«Wir wollen eine Feedbackkultur in unserem Team aufbauen!»

Mit diesem Wunsch wenden sich Teams wie auch Vorgesetzte an mich und wünschen eine Feedbackschulung: «Wir wollen uns regelmässiger Rückmeldung geben, voneinander lernen und uns weiterentwickeln.». Das Verständnis, was Feedback ist, geht dabei oft auseinander und im Rahmen der Auftragsklärung frage ich, ob Feedback als Rückmeldung zu etwas verstanden wird, das mir vielleicht noch nicht bewusst ist (blinder Fleck), oder ob es mehr um ein Anbringen von Kritik mit entsprechenden Wunsch einer Verhaltensveränderung geht. Nach einer solchen Begriffsklärung wird der Fokus einer ‘Schulung’ rasch klarer, wobei es meist weniger um das Wie von Feedback und mehr um den Aufbau von Feedbackmotivation geht.

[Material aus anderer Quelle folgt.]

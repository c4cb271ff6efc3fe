//! In-memory backend.
//!
//! Items live in an ordered map keyed by their storage key. Every search
//! loads the values, applies [`Filter::matches`](crate::filter::Filter::matches)
//! and a stable sort, so this backend defines the reference results the SQL
//! and DynamoDB backends are checked against.
//!
//! # Example
//!
//! ```
//! use persisty_storage::backends::memory::MemStorage;
//! use persisty_storage::core::Storage;
//! use persisty_storage::filter::{SearchFilter, attr};
//! use persisty_storage::meta::{Attr, StorageMeta};
//! use serde_json::json;
//!
//! let meta = StorageMeta::builder("books")
//!     .attr(Attr::string("id"))
//!     .attr(Attr::int("year"))
//!     .build()
//!     .unwrap();
//! let storage = MemStorage::new(meta);
//! for (id, year) in [("a", 1960), ("b", 1970), ("c", 1980)] {
//!     let item = json!({"id": id, "year": year}).as_object().cloned().unwrap();
//!     storage.create(item).unwrap();
//! }
//!
//! let search = SearchFilter::new(attr("year").gte(1970));
//! let page = storage.paged_search(&search, None, Some(1)).unwrap();
//! assert_eq!(page.items[0]["id"], "b");
//! assert!(page.next_page_key.is_some());
//! ```

mod storage;

pub use storage::MemStorage;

Das ideale Verhältnis von positivem und negativem Feedback liegt bei 3 zu 1, bei Beziehungspartnern bei 5 zu 1 – so die Erkenntnisse aus der positiven Psychologie.

Wir wünschen uns neben Hinweisen zu Wachstumspotenzial noch viel öfter Lob, damit Motivation und Selbstvertrauen gestärkt und die Zusammenarbeit als offen und wertschätzend erlebt wird. Kritisiert mich jemand fortwährend, vermeide ich zunehmend den Kontakt. Je näher und vertrauter mir der:die Feedbackgeber:in zudem ist, umso schwerwiegender bewerte ich Kritik, weshalb Beziehungspartner:innen sich gegenseitig noch mehr Lob geben sollten. Zuviel des Guten ist aber auch nicht hilfreich: «Erhalte ich nur Lob, glaube ich am Schluss nicht mehr an diese positiven Rückmeldungen oder sie verlieren an Kraft» - so oft die Rückmeldung. Beim Aufbau einer Feedbackkultur geht es somit um den Mix resp. einen regelmässigen Review des Rückmeldungsverhältnisses.

Was hilft, beim Aufbau einer Feedbackkultur?

Folgende Kniffs können helfen, eine Bereitschaft zum Feedbackaustausch entstehen zu lassen oder sogar den Wunsch nach noch mehr Rückmeldungen aufzubauen!

  • Ich will den Mehrwert von Feedback kennen: Weiss ich nicht, was ich als Feedbackgeber:in oder Feedbackempfänger:in durch die Rückmeldung gewinnen kann, bleibt die Feedbackmotivation bescheiden. Ein Aufzeigen des Mehrwerts z.B. anhand des Johari-Fensters oder durch Teilen hilfreicher Feedbackerlebnisse kann helfen.

  • Ich möchte wissen, wie ich Feedback respektvoll formulieren kann: Loben fällt meist einfach, während Kritikanbringen mehr Mühe macht. Die 3-W-Struktur aus Wahrnehmung (Ich habe beobachtet / ich habe gesehen / mir ist aufgefallen), Wirkung (auf mich wirkt dies / ich hatte den Eindruck / ich war zufrieden / unzufrieden, weil) und Wunsch (ich wünschte mir / meine Empfehlung ist / meiner Meinung nach könntest du) hilft dabei, nicht nur Lob, sondern auch Kritik konkret-konstruktiv anzubringen.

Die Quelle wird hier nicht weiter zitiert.